### Records

####################

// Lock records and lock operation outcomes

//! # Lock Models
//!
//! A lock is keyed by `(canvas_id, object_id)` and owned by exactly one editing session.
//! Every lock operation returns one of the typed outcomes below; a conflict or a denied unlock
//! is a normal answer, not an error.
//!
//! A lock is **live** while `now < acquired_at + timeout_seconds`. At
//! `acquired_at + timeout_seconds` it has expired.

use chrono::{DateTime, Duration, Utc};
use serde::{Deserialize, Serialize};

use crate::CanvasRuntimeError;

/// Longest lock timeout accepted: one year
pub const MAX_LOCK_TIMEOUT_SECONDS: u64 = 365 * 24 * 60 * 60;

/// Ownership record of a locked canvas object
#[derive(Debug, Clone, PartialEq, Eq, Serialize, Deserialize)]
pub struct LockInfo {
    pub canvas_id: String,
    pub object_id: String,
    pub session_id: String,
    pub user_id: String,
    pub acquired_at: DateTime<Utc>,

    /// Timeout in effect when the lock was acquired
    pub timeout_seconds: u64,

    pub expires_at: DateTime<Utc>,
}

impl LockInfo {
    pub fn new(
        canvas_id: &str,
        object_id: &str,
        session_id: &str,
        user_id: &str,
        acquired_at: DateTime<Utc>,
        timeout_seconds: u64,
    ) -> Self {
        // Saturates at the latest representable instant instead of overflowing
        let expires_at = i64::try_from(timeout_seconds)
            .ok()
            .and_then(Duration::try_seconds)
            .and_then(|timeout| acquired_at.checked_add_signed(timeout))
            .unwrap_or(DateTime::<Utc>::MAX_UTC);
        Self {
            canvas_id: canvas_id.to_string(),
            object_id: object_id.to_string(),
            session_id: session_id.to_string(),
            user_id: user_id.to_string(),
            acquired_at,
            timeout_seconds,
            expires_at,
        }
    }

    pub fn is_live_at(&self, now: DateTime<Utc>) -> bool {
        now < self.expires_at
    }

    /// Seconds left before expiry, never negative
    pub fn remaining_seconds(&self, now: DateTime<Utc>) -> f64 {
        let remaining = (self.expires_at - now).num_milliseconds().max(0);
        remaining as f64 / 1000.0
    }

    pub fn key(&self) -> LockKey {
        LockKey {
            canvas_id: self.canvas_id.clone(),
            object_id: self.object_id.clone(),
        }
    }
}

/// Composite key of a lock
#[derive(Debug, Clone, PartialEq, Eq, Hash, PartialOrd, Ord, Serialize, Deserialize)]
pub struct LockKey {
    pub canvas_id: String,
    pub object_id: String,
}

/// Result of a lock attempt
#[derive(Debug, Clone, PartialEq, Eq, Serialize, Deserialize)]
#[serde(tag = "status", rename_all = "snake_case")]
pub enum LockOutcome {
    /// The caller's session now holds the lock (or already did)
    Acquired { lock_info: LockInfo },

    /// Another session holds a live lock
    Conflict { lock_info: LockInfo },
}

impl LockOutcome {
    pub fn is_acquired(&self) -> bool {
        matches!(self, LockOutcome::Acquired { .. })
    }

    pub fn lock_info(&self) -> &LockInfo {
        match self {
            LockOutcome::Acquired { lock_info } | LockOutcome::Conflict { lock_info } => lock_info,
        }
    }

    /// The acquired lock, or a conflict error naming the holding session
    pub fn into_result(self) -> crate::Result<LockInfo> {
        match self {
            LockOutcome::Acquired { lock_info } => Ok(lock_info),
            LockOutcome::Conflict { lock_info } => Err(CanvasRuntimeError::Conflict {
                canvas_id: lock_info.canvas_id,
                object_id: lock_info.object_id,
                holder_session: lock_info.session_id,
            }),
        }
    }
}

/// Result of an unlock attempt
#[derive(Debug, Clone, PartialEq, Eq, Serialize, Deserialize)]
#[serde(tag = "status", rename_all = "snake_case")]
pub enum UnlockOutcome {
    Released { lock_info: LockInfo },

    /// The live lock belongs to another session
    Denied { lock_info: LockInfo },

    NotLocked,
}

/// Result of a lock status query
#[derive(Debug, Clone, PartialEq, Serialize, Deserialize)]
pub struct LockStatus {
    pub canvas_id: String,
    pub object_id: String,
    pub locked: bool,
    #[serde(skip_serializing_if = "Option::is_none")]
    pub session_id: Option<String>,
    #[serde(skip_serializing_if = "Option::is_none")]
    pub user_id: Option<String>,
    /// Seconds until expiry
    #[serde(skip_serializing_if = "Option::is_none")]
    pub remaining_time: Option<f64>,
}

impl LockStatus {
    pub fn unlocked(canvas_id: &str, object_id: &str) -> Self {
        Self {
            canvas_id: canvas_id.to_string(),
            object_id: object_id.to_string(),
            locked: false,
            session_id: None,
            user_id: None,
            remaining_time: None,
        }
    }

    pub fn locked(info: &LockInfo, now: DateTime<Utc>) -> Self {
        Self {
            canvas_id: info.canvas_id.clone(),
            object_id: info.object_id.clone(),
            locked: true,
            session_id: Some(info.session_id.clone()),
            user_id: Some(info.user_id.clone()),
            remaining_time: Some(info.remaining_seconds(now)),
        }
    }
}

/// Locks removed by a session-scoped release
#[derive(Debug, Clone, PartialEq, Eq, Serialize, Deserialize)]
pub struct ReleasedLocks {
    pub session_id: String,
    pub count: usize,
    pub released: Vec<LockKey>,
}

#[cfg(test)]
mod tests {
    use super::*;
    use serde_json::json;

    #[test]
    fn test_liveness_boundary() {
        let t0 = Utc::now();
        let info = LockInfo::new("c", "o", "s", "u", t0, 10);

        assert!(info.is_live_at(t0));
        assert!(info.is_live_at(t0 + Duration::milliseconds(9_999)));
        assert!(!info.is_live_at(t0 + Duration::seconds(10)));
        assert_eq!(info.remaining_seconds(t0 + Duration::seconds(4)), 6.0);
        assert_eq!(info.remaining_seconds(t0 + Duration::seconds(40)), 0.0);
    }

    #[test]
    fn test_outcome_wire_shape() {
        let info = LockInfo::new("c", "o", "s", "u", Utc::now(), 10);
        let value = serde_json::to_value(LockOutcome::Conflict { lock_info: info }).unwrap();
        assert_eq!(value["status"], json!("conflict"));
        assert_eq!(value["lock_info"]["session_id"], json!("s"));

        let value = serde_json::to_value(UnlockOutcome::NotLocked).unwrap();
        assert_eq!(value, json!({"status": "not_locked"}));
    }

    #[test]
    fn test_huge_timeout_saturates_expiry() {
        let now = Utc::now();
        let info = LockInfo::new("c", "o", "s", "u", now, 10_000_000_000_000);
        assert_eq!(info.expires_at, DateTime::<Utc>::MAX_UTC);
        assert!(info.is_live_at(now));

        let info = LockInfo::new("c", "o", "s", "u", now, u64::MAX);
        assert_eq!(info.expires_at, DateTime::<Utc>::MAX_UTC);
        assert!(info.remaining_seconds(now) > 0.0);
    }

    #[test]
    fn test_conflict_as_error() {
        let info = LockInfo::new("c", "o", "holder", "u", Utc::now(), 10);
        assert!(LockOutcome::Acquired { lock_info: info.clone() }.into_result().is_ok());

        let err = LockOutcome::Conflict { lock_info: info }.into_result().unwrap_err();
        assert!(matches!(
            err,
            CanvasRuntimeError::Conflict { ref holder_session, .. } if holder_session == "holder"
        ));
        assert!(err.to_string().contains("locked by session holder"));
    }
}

####################

Would you please give the data above again, exactly as it appears?

// Lock records and lock operation outcomes

//! # Lock Models
//!
//! A lock is keyed by `(canvas_id, object_id)` and owned by exactly one editing session.
//! Every lock operation returns one of the typed outcomes below; a conflict or a denied unlock
//! is a normal answer, not an error.
//!
//! A lock is **live** while `now < acquired_at + timeout_seconds`. At
//! `acquired_at + timeout_seconds` it has expired.

use chrono::{DateTime, Duration, Utc};
use serde::{Deserialize, Serialize};

use crate::CanvasRuntimeError;

/// Longest lock timeout accepted: one year
pub const MAX_LOCK_TIMEOUT_SECONDS: u64 = 365 * 24 * 60 * 60;

/// Ownership record of a locked canvas object
#[derive(Debug, Clone, PartialEq, Eq, Serialize, Deserialize)]
pub struct LockInfo {
    pub canvas_id: String,
    pub object_id: String,
    pub session_id: String,
    pub user_id: String,
    pub acquired_at: DateTime<Utc>,

    /// Timeout in effect when the lock was acquired
    pub timeout_seconds: u64,

    pub expires_at: DateTime<Utc>,
}

impl LockInfo {
    pub fn new(
        canvas_id: &str,
        object_id: &str,
        session_id: &str,
        user_id: &str,
        acquired_at: DateTime<Utc>,
        timeout_seconds: u64,
    ) -> Self {
        // Saturates at the latest representable instant instead of overflowing
        let expires_at = i64::try_from(timeout_seconds)
            .ok()
            .and_then(Duration::try_seconds)
            .and_then(|timeout| acquired_at.checked_add_signed(timeout))
            .unwrap_or(DateTime::<Utc>::MAX_UTC);
        Self {
            canvas_id: canvas_id.to_string(),
            object_id: object_id.to_string(),
            session_id: session_id.to_string(),
            user_id: user_id.to_string(),
            acquired_at,
            timeout_seconds,
            expires_at,
        }
    }

    pub fn is_live_at(&self, now: DateTime<Utc>) -> bool {
        now < self.expires_at
    }

    /// Seconds left before expiry, never negative
    pub fn remaining_seconds(&self, now: DateTime<Utc>) -> f64 {
        let remaining = (self.expires_at - now).num_milliseconds().max(0);
        remaining as f64 / 1000.0
    }

    pub fn key(&self) -> LockKey {
        LockKey {
            canvas_id: self.canvas_id.clone(),
            object_id: self.object_id.clone(),
        }
    }
}

/// Composite key of a lock
#[derive(Debug, Clone, PartialEq, Eq, Hash, PartialOrd, Ord, Serialize, Deserialize)]
pub struct LockKey {
    pub canvas_id: String,
    pub object_id: String,
}

/// Result of a lock attempt
#[derive(Debug, Clone, PartialEq, Eq, Serialize, Deserialize)]
#[serde(tag = "status", rename_all = "snake_case")]
pub enum LockOutcome {
    /// The caller's session now holds the lock (or already did)
    Acquired { lock_info: LockInfo },

    /// Another session holds a live lock
    Conflict { lock_info: LockInfo },
}

impl LockOutcome {
    pub fn is_acquired(&self) -> bool {
        matches!(self, LockOutcome::Acquired { .. })
    }

    pub fn lock_info(&self) -> &LockInfo {
        match self {
            LockOutcome::Acquired { lock_info } | LockOutcome::Conflict { lock_info } => lock_info,
        }
    }

    /// The acquired lock, or a conflict error naming the holding session
    pub fn into_result(self) -> crate::Result<LockInfo> {
        match self {
            LockOutcome::Acquired { lock_info } => Ok(lock_info),
            LockOutcome::Conflict { lock_info } => Err(CanvasRuntimeError::Conflict {
                canvas_id: lock_info.canvas_id,
                object_id: lock_info.object_id,
                holder_session: lock_info.session_id,
            }),
        }
    }
}

/// Result of an unlock attempt
#[derive(Debug, Clone, PartialEq, Eq, Serialize, Deserialize)]
#[serde(tag = "status", rename_all = "snake_case")]
pub enum UnlockOutcome {
    Released { lock_info: LockInfo },

    /// The live lock belongs to another session
    Denied { lock_info: LockInfo },

    NotLocked,
}

/// Result of a lock status query
#[derive(Debug, Clone, PartialEq, Serialize, Deserialize)]
pub struct LockStatus {
    pub canvas_id: String,
    pub object_id: String,
    pub locked: bool,
    #[serde(skip_serializing_if = "Option::is_none")]
    pub session_id: Option<String>,
    #[serde(skip_serializing_if = "Option::is_none")]
    pub user_id: Option<String>,
    /// Seconds until expiry
    #[serde(skip_serializing_if = "Option::is_none")]
    pub remaining_time: Option<f64>,
}

impl LockStatus {
    pub fn unlocked(canvas_id: &str, object_id: &str) -> Self {
        Self {
            canvas_id: canvas_id.to_string(),
            object_id: object_id.to_string(),
            locked: false,
            session_id: None,
            user_id: None,
            remaining_time: None,
        }
    }

    pub fn locked(info: &LockInfo, now: DateTime<Utc>) -> Self {
        Self {
            canvas_id: info.canvas_id.clone(),
            object_id: info.object_id.clone(),
            locked: true,
            session_id: Some(info.session_id.clone()),
            user_id: Some(info.user_id.clone()),
            remaining_time: Some(info.remaining_seconds(now)),
        }
    }
}

/// Locks removed by a session-scoped release
#[derive(Debug, Clone, PartialEq, Eq, Serialize, Deserialize)]
pub struct ReleasedLocks {
    pub session_id: String,
    pub count: usize,
    pub released: Vec<LockKey>,
}

#[cfg(test)]
mod tests {
    use super::*;
    use serde_json::json;

    #[test]
    fn test_liveness_boundary() {
        let t0 = Utc::now();
        let info = LockInfo::new("c", "o", "s", "u", t0, 10);

        assert!(info.is_live_at(t0));
        assert!(info.is_live_at(t0 + Duration::milliseconds(9_999)));
        assert!(!info.is_live_at(t0 + Duration::seconds(10)));
        assert_eq!(info.remaining_seconds(t0 + Duration::seconds(4)), 6.0);
        assert_eq!(info.remaining_seconds(t0 + Duration::seconds(40)), 0.0);
    }

    #[test]
    fn test_outcome_wire_shape() {
        let info = LockInfo::new("c", "o", "s", "u", Utc::now(), 10);
        let value = serde_json::to_value(LockOutcome::Conflict { lock_info: info }).unwrap();
        assert_eq!(value["status"], json!("conflict"));
        assert_eq!(value["lock_info"]["session_id"], json!("s"));

        let value = serde_json::to_value(UnlockOutcome::NotLocked).unwrap();
        assert_eq!(value, json!({"status": "not_locked"}));
    }

    #[test]
    fn test_huge_timeout_saturates_expiry() {
        let now = Utc::now();
        let info = LockInfo::new("c", "o", "s", "u", now, 10_000_000_000_000);
        assert_eq!(info.expires_at, DateTime::<Utc>::MAX_UTC);
        assert!(info.is_live_at(now));

        let info = LockInfo::new("c", "o", "s", "u", now, u64::MAX);
        assert_eq!(info.expires_at, DateTime::<Utc>::MAX_UTC);
        assert!(info.remaining_seconds(now) > 0.0);
    }

    #[test]
    fn test_conflict_as_error() {
        let info = LockInfo::new("c", "o", "holder", "u", Utc::now(), 10);
        assert!(LockOutcome::Acquired { lock_info: info.clone() }.into_result().is_ok());

        let err = LockOutcome::Conflict { lock_info: info }.into_result().unwrap_err();
        assert!(matches!(
            err,
            CanvasRuntimeError::Conflict { ref holder_session, .. } if holder_session == "holder"
        ));
        assert!(err.to_string().contains("locked by session holder"));
    }
}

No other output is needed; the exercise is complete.